▸ About this task
The records are given next. Repeat each one exactly.

[Saved entries]

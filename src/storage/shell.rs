//! Adapters for backends reached through external command-line tools.
//!
//! Remote protocols (xrootd, gfal) ship their own battle-tested clients
//! (`xrdfs`, `gfal-ls`, `gfal-mkdir`); rather than binding their C APIs,
//! these adapters shell out and speak a small line-oriented contract:
//!
//! - listing: the command receives the directory as its final argument and
//!   prints one entry name per line; a trailing `/` marks a directory;
//! - mkdir: the command receives the directory as its final argument and
//!   signals failure through its exit status.
//!
//! Timeouts and retries belong to the external tool's own configuration.

use crate::storage::traits::{
    DirEntry, DirectoryLister, ErrorKind, StorageBackend, StorageError, StorageResult,
};
use std::process::Command;

/// Directory lister backed by an external listing command.
#[derive(Debug, Clone)]
pub struct CommandLister {
    program: String,
    args: Vec<String>,
}

impl CommandLister {
    #[must_use]
    pub fn new(program: impl Into<String>, args: Vec<String>) -> Self {
        Self {
            program: program.into(),
            args,
        }
    }

    /// Lister speaking to an xrootd server: `xrdfs <server> ls <dir>`.
    #[must_use]
    pub fn xrootd(server: &str) -> Self {
        Self::new("xrdfs", vec![server.to_string(), "ls".to_string()])
    }
}

impl DirectoryLister for CommandLister {
    fn list(&self, location: &str) -> StorageResult<Vec<DirEntry>> {
        let output = Command::new(&self.program)
            .args(&self.args)
            .arg(location)
            .output()
            .map_err(|e| StorageError::unavailable(format!("{}: {e}", self.program)))?;

        if !output.status.success() {
            return Err(StorageError::new(
                ErrorKind::NotFound,
                format!(
                    "{} exited with {} for {location}",
                    self.program, output.status
                ),
            ));
        }

        let stdout = String::from_utf8_lossy(&output.stdout);
        let entries = stdout
            .lines()
            .map(str::trim)
            .filter(|line| !line.is_empty())
            .map(|line| {
                let is_directory = line.ends_with('/');
                // Tools print full paths; keep only the basename.
                let trimmed = line.trim_end_matches('/');
                let name = trimmed.rsplit('/').next().unwrap_or(trimmed).to_string();
                DirEntry { name, is_directory }
            })
            .collect();
        Ok(entries)
    }
}

/// Output-side backend that creates directories through an external tool,
/// e.g. `gfal-mkdir -p` against an srm endpoint.
#[derive(Debug, Clone)]
pub struct CommandBackend {
    program: String,
    args: Vec<String>,
}

impl CommandBackend {
    #[must_use]
    pub fn new(program: impl Into<String>, args: Vec<String>) -> Self {
        Self {
            program: program.into(),
            args,
        }
    }

    /// Backend creating directories via gfal: `gfal-mkdir -p <dir>`.
    #[must_use]
    pub fn gfal() -> Self {
        Self::new("gfal-mkdir", vec!["-p".to_string()])
    }
}

impl StorageBackend for CommandBackend {
    fn ensure_directory(&self, location: &str) -> StorageResult<()> {
        let status = Command::new(&self.program)
            .args(&self.args)
            .arg(location)
            .status()
            .map_err(|e| StorageError::unavailable(format!("{}: {e}", self.program)))?;

        if status.success() {
            Ok(())
        } else {
            Err(StorageError::new(
                ErrorKind::Other,
                format!("{} exited with {status} for {location}", self.program),
            ))
        }
    }
}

▸ Result of the task
filename src/storage/shell.rs
//! Adapters for backends reached through external command-line tools.
//!
//! Remote protocols (xrootd, gfal) ship their own battle-tested clients
//! (`xrdfs`, `gfal-ls`, `gfal-mkdir`); rather than binding their C APIs,
//! these adapters shell out and speak a small line-oriented contract:
//!
//! - listing: the command receives the directory as its final argument and
//!   prints one entry name per line; a trailing `/` marks a directory;
//! - mkdir: the command receives the directory as its final argument and
//!   signals failure through its exit status.
//!
//! Timeouts and retries belong to the external tool's own configuration.

use crate::storage::traits::{
    DirEntry, DirectoryLister, ErrorKind, StorageBackend, StorageError, StorageResult,
};
use std::process::Command;

/// Directory lister backed by an external listing command.
#[derive(Debug, Clone)]
pub struct CommandLister {
    program: String,
    args: Vec<String>,
}

impl CommandLister {
    #[must_use]
    pub fn new(program: impl Into<String>, args: Vec<String>) -> Self {
        Self {
            program: program.into(),
            args,
        }
    }

    /// Lister speaking to an xrootd server: `xrdfs <server> ls <dir>`.
    #[must_use]
    pub fn xrootd(server: &str) -> Self {
        Self::new("xrdfs", vec![server.to_string(), "ls".to_string()])
    }
}

impl DirectoryLister for CommandLister {
    fn list(&self, location: &str) -> StorageResult<Vec<DirEntry>> {
        let output = Command::new(&self.program)
            .args(&self.args)
            .arg(location)
            .output()
            .map_err(|e| StorageError::unavailable(format!("{}: {e}", self.program)))?;

        if !output.status.success() {
            return Err(StorageError::new(
                ErrorKind::NotFound,
                format!(
                    "{} exited with {} for {location}",
                    self.program, output.status
                ),
            ));
        }

        let stdout = String::from_utf8_lossy(&output.stdout);
        let entries = stdout
            .lines()
            .map(str::trim)
            .filter(|line| !line.is_empty())
            .map(|line| {
                let is_directory = line.ends_with('/');
                // Tools print full paths; keep only the basename.
                let trimmed = line.trim_end_matches('/');
                let name = trimmed.rsplit('/').next().unwrap_or(trimmed).to_string();
                DirEntry { name, is_directory }
            })
            .collect();
        Ok(entries)
    }
}

/// Output-side backend that creates directories through an external tool,
/// e.g. `gfal-mkdir -p` against an srm endpoint.
#[derive(Debug, Clone)]
pub struct CommandBackend {
    program: String,
    args: Vec<String>,
}

impl CommandBackend {
    #[must_use]
    pub fn new(program: impl Into<String>, args: Vec<String>) -> Self {
        Self {
            program: program.into(),
            args,
        }
    }

    /// Backend creating directories via gfal: `gfal-mkdir -p <dir>`.
    #[must_use]
    pub fn gfal() -> Self {
        Self::new("gfal-mkdir", vec!["-p".to_string()])
    }
}

impl StorageBackend for CommandBackend {
    fn ensure_directory(&self, location: &str) -> StorageResult<()> {
        let status = Command::new(&self.program)
            .args(&self.args)
            .arg(location)
            .status()
            .map_err(|e| StorageError::unavailable(format!("{}: {e}", self.program)))?;

        if status.success() {
            Ok(())
        } else {
            Err(StorageError::new(
                ErrorKind::Other,
                format!("{} exited with {status} for {location}", self.program),
            ))
        }
    }
}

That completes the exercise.